Dieser Prozess spiele in einer sehr ernsten Zeit. Das große Unglück in Courrières habe gezeigt, dass man den Bergarbeitern eine gewisse Bewegungsfreiheit gewähren müsse, denn sie haben ein sehr großes Interesse, Missstände zu beseitigen, die eine beständige Gefahr für Leben und Gesundheit sind.

Aus allen diesen Gründen – so schließt der Verteidiger – bitte ich, Humanität walten zu lassen und die Angeklagten milde zu verurteilen, wenn man sie überhaupt verurteilen will.
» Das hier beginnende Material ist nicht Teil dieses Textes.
use std::time::Duration;

use {
    chrono::{DateTime, TimeDelta, Utc},
    prunebot_config::{RetentionConfig, RetryConfig},
};

/// How long messages live and how sweeps are paced. Fixed for the process
/// lifetime.
#[derive(Debug, Clone, PartialEq, Eq)]
pub struct RetentionPolicy {
    /// Messages at or before `now - window` are deleted.
    pub window: Duration,
    /// Time between two sweep starts.
    pub interval: Duration,
    /// Pause after each deletion within a channel.
    pub pacing: Duration,
    pub retry: RetryPolicy,
    pub dry_run: bool,
}

impl Default for RetentionPolicy {
    fn default() -> Self {
        Self::from(&RetentionConfig::default())
    }
}

impl From<&RetentionConfig> for RetentionPolicy {
    fn from(cfg: &RetentionConfig) -> Self {
        Self {
            window: cfg.window(),
            interval: cfg.interval(),
            pacing: cfg.pacing(),
            retry: RetryPolicy::from(&cfg.retry),
            dry_run: cfg.dry_run,
        }
    }
}

impl RetentionPolicy {
    /// Latest creation time a message may have and still be deleted.
    pub fn cutoff(&self, now: DateTime<Utc>) -> DateTime<Utc> {
        let window = TimeDelta::from_std(self.window).unwrap_or(TimeDelta::MAX);
        now.checked_sub_signed(window)
            .unwrap_or(DateTime::<Utc>::MIN_UTC)
    }
}

/// Bounded exponential backoff around a single delete call.
#[derive(Debug, Clone, PartialEq, Eq)]
pub struct RetryPolicy {
    /// Total attempts, including the first.
    pub max_attempts: u32,
    pub base_delay: Duration,
    pub max_delay: Duration,
}

impl Default for RetryPolicy {
    fn default() -> Self {
        Self::from(&RetryConfig::default())
    }
}

impl From<&RetryConfig> for RetryPolicy {
    fn from(cfg: &RetryConfig) -> Self {
        Self {
            max_attempts: cfg.max_attempts.max(1),
            base_delay: Duration::from_millis(cfg.base_delay_ms),
            max_delay: Duration::from_millis(cfg.max_delay_ms),
        }
    }
}

impl RetryPolicy {
    /// No retries at all.
    pub fn none() -> Self {
        Self {
            max_attempts: 1,
            base_delay: Duration::ZERO,
            max_delay: Duration::ZERO,
        }
    }

    /// Backoff before retry number `attempt + 1` (`attempt` is zero-based).
    pub fn delay_for_attempt(&self, attempt: u32) -> Duration {
        let factor = 1u32 << attempt.min(16);
        self.base_delay.saturating_mul(factor).min(self.max_delay)
    }
}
1 Im Juni/Juli 1904 streikten in Senftenberg die Bergarbeiter der Stadtgrube. Der Funktionär des Bergarbeiterverbandes Max Gärtner war ein Organisator des Streiks. Er brandmarkte in einer Streikversammlung die Streikbrechermethoden der Senftenberger Polizeiverwaltung und die Missstände in der Grube, die zum Streik geführt hatten. Vom 19. März bis 4. April 1906 standen er und der Bergarbeiter Karl Taeß aus Raunow vor der Cottbuser Strafkammer wegen öffentlicher Beleidigung der Senftenberger Polizeiverwaltung, des Bergrats Netto und des Inspektors Möller. Gärtner wurde zu sechs Monaten, Taeß zu sechs Wochen Gefängnis verurteilt. Die Red.

2 Um Missstände und unvorschriftsmäßige Abbaumethoden bei Revisionen zu verbergen, hatte die Grubenverwaltung die entsprechenden Arbeitsabschnitte durch Bretterverschläge „vernageln" lassen.

3 Am 10. März 1906 forderte eine Kohlenstaubexplosion in Courrières (Nordfrankreich) 1200 Todesopfer.

4 „Tadelnde Urteile über wissenschaftliche, künstlerische oder gewerbliche Leistungen, ingleichen Äußerungen, welche zur Ausführung oder Verteidigung von Rechten oder zur Wahrnehmung berechtigter Interessen gemacht werden, sowie Vorhaltungen und Rügen der Vorgesetzten gegen ihre Untergebenen, dienstliche Anzeigen oder Urteile von Seiten eines Beamten und ähnliche Fälle sind nur insofern strafbar, als das Vorhandensein einer Beleidigung aus der Form der Äußerung oder aus den Umständen, unter welchen sie geschah, hervorgeht."